## Work to complete
Among the entries, which lines carry the string "unpacked"? Copy each of them.

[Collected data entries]

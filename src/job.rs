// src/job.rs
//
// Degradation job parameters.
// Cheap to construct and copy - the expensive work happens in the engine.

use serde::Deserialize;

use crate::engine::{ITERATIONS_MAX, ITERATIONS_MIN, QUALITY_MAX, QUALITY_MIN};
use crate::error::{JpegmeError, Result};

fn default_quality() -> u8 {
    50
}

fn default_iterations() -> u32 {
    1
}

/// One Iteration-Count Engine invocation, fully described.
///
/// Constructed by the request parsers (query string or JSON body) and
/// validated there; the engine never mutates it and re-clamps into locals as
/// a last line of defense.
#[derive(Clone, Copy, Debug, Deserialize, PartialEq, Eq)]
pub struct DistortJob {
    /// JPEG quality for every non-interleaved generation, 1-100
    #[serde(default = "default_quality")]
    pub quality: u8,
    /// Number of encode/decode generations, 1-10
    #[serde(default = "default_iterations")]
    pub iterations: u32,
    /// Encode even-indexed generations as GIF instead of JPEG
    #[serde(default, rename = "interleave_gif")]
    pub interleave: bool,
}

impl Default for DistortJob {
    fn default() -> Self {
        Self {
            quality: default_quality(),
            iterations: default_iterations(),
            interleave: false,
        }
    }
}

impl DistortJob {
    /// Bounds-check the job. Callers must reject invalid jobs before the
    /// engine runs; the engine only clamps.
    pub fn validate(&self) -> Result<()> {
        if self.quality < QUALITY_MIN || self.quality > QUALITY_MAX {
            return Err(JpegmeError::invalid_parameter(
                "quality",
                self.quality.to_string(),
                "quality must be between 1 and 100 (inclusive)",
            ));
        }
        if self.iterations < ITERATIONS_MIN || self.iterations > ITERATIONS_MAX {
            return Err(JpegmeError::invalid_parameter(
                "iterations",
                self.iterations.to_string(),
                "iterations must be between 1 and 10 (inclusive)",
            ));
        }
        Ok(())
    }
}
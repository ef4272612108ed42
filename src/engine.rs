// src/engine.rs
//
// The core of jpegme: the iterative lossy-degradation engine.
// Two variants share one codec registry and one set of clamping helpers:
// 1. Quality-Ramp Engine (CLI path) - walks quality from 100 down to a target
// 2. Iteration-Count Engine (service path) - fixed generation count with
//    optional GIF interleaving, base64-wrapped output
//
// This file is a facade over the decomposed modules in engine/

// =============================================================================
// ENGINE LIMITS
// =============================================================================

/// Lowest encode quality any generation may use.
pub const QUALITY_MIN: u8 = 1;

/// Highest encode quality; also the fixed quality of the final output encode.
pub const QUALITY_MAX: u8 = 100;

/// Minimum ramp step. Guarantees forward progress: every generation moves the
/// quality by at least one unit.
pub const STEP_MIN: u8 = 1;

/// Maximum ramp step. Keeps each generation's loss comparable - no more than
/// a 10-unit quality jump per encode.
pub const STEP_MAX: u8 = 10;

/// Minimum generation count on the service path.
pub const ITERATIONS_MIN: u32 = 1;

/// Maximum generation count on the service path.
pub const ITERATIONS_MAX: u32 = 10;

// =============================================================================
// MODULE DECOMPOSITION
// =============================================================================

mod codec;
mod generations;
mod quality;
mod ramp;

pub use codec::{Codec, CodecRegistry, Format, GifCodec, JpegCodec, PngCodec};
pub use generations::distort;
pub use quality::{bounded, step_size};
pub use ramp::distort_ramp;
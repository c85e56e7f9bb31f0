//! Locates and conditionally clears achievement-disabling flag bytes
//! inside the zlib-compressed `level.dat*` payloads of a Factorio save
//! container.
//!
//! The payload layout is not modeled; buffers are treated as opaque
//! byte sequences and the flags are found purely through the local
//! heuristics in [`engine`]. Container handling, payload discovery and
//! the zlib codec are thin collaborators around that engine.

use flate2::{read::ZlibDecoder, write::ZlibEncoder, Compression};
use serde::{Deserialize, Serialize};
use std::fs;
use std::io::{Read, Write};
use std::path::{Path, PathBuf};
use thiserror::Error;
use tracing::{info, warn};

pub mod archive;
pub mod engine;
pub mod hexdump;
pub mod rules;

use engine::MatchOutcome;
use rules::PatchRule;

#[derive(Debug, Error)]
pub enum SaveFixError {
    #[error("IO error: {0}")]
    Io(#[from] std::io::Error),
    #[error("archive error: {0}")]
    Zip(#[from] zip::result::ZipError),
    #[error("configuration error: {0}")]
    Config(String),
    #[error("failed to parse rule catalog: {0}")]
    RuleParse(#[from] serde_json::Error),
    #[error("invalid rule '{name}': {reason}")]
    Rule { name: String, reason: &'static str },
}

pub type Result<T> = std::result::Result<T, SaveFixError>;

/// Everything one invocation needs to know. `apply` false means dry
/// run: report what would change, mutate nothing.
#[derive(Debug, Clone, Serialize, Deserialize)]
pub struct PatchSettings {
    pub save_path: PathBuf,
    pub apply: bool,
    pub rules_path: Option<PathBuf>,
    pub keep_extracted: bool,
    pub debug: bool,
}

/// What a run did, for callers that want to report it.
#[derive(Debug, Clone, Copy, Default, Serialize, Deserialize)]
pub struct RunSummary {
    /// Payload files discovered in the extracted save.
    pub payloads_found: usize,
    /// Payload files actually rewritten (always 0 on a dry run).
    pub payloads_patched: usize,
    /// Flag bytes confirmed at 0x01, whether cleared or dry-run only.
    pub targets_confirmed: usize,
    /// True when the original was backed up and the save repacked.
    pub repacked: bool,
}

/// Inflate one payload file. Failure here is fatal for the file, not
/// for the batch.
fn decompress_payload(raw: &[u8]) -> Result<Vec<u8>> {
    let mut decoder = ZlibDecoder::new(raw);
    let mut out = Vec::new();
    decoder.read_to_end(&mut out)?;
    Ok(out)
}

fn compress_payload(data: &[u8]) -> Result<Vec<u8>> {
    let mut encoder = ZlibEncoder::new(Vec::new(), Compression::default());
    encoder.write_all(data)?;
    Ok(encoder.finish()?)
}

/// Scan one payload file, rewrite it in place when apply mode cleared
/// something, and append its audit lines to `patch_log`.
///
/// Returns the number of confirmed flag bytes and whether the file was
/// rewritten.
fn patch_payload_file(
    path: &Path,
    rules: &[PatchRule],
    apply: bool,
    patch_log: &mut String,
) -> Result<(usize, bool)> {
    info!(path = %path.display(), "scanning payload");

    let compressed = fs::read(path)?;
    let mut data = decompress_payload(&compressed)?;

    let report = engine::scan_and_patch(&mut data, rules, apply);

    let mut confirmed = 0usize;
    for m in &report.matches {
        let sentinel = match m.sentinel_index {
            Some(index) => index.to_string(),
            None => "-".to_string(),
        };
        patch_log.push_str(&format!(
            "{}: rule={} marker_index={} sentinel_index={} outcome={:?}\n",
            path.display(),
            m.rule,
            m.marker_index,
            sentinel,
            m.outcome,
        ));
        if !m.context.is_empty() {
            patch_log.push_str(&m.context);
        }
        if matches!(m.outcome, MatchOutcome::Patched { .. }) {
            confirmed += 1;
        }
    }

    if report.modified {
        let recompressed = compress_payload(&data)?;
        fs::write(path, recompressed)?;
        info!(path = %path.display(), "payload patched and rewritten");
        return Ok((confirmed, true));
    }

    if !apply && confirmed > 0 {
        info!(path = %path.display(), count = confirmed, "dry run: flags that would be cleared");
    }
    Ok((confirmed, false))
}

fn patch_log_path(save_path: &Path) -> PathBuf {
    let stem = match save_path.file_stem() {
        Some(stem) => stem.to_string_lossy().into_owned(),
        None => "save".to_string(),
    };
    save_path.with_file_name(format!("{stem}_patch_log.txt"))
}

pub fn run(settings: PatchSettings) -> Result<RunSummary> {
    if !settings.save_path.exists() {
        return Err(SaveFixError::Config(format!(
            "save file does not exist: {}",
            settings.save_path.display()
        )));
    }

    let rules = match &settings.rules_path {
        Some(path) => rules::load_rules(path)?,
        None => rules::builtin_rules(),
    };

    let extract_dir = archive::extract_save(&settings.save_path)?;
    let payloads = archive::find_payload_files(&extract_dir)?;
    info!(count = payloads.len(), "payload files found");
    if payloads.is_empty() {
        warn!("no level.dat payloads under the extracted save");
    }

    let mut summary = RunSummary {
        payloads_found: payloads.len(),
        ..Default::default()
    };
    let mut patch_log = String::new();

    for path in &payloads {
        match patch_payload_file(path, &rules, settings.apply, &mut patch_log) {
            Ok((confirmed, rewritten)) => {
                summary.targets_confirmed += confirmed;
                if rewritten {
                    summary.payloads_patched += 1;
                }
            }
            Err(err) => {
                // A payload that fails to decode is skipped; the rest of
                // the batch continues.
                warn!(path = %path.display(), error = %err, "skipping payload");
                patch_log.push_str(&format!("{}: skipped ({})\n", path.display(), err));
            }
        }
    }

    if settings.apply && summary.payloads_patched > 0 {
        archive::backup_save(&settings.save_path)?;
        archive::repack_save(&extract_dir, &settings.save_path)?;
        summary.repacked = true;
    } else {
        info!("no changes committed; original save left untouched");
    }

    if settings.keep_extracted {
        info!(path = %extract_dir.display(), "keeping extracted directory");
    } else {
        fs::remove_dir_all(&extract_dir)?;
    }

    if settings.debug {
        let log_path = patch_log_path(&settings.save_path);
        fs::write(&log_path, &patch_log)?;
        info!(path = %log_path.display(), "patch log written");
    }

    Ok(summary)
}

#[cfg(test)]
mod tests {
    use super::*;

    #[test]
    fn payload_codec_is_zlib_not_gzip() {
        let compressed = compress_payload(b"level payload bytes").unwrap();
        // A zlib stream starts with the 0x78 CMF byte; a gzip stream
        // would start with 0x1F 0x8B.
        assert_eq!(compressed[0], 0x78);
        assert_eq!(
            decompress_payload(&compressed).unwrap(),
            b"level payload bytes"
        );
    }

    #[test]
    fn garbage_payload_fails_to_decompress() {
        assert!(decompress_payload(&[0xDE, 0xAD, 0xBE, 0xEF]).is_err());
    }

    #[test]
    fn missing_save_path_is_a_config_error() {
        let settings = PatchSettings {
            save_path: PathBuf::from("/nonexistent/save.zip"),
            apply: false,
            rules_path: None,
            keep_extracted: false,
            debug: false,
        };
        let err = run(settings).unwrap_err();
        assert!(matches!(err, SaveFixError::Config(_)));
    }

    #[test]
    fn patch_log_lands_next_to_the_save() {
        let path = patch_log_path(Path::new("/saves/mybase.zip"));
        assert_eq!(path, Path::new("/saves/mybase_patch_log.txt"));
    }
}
--
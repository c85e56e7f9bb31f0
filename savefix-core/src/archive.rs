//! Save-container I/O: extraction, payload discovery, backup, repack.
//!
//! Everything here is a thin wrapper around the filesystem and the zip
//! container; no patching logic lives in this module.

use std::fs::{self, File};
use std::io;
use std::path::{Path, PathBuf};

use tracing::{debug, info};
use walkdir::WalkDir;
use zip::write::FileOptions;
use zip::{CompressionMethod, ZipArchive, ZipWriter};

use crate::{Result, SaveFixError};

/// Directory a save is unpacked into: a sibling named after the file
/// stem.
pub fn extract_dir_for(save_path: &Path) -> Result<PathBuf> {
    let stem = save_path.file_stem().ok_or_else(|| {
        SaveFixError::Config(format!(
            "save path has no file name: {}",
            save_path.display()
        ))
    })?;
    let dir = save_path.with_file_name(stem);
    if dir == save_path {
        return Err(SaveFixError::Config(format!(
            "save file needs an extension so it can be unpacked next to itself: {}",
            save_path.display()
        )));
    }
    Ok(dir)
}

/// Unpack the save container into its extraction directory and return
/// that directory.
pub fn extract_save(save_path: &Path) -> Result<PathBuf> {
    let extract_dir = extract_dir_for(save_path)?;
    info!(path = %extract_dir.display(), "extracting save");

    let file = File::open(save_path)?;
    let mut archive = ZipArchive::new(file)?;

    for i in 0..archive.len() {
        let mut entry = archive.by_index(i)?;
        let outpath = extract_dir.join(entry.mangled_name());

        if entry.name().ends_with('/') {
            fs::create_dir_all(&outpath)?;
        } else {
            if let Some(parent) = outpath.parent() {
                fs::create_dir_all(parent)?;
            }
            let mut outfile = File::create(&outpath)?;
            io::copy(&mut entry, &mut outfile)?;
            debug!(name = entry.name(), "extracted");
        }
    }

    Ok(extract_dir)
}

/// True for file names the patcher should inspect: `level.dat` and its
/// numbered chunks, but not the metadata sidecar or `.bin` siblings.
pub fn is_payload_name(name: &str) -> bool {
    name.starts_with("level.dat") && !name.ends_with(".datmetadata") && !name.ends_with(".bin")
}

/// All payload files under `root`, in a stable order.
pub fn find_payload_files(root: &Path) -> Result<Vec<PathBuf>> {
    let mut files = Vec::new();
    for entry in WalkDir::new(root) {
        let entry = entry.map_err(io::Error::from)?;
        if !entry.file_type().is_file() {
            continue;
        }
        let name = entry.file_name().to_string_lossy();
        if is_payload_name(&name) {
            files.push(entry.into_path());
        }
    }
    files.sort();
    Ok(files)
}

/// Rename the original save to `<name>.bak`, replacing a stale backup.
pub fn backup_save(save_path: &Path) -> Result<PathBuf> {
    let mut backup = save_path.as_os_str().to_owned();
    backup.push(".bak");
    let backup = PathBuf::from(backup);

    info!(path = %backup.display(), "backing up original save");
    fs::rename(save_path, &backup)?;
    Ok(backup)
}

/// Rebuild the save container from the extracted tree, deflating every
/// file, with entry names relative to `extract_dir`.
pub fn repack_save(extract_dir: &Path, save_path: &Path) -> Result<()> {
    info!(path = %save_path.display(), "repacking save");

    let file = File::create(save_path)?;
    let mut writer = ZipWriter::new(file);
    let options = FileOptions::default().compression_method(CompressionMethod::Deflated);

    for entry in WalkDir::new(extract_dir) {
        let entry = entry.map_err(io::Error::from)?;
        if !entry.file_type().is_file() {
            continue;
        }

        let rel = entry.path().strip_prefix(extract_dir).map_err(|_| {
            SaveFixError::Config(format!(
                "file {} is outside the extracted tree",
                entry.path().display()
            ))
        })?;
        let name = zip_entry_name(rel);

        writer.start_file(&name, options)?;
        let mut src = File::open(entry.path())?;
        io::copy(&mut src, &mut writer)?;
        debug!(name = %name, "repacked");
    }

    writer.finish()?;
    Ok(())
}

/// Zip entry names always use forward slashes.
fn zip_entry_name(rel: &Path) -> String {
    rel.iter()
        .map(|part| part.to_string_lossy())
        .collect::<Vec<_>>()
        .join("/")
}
---
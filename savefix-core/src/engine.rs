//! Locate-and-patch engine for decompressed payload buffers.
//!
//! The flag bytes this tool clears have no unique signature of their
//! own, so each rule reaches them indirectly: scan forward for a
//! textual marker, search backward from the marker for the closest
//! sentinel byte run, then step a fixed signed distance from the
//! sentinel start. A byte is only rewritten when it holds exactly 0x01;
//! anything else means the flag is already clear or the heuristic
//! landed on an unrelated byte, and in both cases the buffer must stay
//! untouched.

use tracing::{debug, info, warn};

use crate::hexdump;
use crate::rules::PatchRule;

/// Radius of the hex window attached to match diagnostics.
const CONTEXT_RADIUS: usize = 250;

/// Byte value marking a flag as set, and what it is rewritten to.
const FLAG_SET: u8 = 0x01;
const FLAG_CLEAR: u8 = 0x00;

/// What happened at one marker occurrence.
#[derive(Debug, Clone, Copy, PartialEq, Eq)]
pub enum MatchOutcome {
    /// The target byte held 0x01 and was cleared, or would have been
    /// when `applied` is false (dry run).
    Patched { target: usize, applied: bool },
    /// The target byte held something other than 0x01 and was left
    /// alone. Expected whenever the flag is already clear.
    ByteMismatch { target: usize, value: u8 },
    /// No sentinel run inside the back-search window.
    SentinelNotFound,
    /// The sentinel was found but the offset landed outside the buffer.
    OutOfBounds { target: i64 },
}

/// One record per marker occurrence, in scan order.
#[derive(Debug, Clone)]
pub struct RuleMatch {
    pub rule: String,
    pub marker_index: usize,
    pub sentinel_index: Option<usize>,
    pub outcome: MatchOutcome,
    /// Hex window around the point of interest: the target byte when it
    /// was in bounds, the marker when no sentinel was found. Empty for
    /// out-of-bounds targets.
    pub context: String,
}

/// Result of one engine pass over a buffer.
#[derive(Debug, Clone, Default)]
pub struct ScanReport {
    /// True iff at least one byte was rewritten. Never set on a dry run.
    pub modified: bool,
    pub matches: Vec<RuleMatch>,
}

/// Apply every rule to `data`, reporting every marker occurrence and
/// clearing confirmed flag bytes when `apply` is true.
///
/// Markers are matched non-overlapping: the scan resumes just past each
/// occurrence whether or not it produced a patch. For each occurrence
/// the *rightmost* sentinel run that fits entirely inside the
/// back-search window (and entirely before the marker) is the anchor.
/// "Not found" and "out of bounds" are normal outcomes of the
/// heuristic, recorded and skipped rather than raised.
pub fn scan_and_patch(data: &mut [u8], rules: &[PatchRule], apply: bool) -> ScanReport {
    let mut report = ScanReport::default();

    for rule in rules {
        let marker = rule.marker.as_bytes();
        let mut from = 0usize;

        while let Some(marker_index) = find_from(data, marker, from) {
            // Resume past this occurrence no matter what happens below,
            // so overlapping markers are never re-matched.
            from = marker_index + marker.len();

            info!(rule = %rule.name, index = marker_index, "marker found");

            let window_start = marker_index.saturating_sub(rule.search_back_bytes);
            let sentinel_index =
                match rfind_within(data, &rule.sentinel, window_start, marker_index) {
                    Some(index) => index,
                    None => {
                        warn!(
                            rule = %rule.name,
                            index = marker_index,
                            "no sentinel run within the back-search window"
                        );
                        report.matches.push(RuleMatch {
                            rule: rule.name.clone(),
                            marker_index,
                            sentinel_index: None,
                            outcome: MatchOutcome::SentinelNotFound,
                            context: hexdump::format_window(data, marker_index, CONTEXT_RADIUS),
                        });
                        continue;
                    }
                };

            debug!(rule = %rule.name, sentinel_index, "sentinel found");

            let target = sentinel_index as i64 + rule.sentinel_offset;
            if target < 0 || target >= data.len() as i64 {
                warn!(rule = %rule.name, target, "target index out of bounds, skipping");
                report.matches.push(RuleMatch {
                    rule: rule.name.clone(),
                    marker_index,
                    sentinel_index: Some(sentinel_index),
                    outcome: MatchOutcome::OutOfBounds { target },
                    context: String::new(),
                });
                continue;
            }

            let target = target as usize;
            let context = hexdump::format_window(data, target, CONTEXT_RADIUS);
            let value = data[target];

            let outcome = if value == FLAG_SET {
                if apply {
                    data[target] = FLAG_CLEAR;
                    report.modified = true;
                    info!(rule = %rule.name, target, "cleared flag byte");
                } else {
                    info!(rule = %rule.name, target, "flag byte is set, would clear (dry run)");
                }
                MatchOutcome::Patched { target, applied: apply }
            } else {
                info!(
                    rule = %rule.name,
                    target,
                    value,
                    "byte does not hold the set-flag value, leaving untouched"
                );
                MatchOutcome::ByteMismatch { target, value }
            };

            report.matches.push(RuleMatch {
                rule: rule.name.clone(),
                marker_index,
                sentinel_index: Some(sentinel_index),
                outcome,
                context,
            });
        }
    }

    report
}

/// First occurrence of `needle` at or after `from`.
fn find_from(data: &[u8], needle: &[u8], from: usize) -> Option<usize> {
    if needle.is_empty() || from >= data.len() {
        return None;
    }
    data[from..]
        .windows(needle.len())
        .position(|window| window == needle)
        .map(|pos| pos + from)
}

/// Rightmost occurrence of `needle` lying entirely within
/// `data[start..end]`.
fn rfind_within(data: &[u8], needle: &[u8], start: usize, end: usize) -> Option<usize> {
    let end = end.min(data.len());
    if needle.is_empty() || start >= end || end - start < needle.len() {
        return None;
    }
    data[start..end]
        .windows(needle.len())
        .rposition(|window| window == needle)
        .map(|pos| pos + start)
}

## Result
/// Directory a save is unpacked into: a sibling named after the file
            "save file needs an extension so it can be unpacked next to itself: {}",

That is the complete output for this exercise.